*** ENTRIES SUPPLIED ***

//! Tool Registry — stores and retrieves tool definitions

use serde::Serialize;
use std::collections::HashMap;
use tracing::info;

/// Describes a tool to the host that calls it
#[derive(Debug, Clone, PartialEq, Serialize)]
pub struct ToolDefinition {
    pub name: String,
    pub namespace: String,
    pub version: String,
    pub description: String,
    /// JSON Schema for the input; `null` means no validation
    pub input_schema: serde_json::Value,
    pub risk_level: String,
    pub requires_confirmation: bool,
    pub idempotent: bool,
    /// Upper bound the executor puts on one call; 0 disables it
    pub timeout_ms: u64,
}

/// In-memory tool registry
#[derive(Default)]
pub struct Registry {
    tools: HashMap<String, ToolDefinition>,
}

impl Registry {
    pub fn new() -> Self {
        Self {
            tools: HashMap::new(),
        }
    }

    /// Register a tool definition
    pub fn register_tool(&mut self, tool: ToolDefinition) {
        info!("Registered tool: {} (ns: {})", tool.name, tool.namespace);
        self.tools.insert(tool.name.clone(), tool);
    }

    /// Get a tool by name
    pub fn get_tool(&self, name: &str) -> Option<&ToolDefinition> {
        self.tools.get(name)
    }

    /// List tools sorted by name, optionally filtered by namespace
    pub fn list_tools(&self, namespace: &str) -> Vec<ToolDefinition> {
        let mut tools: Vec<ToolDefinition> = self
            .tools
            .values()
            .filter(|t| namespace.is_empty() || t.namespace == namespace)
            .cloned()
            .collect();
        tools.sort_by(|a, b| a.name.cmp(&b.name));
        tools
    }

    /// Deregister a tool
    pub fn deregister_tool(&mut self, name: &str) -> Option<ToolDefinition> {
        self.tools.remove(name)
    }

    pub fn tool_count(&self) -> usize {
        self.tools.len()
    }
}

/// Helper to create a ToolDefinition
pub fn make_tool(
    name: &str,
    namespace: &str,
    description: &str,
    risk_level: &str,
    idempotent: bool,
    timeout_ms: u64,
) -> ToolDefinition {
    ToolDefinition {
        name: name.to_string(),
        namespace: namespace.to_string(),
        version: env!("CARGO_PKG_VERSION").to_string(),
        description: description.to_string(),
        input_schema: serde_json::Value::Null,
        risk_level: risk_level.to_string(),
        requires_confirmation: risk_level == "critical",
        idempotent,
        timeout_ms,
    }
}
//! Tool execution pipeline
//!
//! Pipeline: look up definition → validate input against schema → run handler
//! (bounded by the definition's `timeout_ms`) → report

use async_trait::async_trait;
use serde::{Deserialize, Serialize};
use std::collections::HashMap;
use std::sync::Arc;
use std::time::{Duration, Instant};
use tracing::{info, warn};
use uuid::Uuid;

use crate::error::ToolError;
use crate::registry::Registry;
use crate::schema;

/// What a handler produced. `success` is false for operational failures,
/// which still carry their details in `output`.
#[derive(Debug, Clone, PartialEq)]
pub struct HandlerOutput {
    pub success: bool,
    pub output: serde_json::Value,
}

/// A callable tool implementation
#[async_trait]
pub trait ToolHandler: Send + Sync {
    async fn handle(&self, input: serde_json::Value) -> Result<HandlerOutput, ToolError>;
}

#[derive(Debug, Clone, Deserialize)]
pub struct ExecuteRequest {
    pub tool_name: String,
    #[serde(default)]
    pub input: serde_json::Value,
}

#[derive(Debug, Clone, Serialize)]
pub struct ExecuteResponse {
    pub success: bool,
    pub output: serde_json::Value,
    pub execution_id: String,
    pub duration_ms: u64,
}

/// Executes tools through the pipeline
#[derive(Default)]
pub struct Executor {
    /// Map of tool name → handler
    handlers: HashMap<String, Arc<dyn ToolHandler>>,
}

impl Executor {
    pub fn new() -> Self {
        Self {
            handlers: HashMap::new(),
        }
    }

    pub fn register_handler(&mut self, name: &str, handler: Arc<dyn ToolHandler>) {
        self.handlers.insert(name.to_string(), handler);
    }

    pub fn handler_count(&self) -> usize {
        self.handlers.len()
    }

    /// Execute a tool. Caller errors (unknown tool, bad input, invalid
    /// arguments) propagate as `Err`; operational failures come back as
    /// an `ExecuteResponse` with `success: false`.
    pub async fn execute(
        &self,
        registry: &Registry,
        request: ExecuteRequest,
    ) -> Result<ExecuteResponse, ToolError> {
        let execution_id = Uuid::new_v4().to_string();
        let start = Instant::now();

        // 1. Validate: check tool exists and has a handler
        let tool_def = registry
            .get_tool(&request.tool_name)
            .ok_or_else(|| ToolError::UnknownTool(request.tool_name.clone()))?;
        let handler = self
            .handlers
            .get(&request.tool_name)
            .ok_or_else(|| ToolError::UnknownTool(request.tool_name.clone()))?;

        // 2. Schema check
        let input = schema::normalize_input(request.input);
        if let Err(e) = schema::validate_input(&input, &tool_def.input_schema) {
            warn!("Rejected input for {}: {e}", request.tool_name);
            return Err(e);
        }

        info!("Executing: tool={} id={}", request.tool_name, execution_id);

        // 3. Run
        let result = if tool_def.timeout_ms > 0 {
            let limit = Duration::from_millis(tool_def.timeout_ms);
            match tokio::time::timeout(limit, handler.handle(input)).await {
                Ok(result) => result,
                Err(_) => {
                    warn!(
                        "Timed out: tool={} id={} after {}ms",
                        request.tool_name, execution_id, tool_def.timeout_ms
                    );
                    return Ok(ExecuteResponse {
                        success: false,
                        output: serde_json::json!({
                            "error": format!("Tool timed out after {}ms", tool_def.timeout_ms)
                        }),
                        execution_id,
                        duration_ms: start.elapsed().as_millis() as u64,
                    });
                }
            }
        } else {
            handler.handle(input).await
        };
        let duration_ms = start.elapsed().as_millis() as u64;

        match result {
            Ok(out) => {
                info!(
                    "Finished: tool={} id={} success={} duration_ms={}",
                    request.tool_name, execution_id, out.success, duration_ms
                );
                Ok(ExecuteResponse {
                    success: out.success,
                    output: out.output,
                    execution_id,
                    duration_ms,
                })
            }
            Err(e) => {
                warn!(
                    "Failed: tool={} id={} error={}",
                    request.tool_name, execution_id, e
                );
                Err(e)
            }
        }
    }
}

*** End of ENTRIES SUPPLIED ***

TASK BRIEF: Go through the data and copy every line that includes "await".

ANSWER BOX:
            match tokio::time::timeout(limit, handler.handle(input)).await {
            handler.handle(input).await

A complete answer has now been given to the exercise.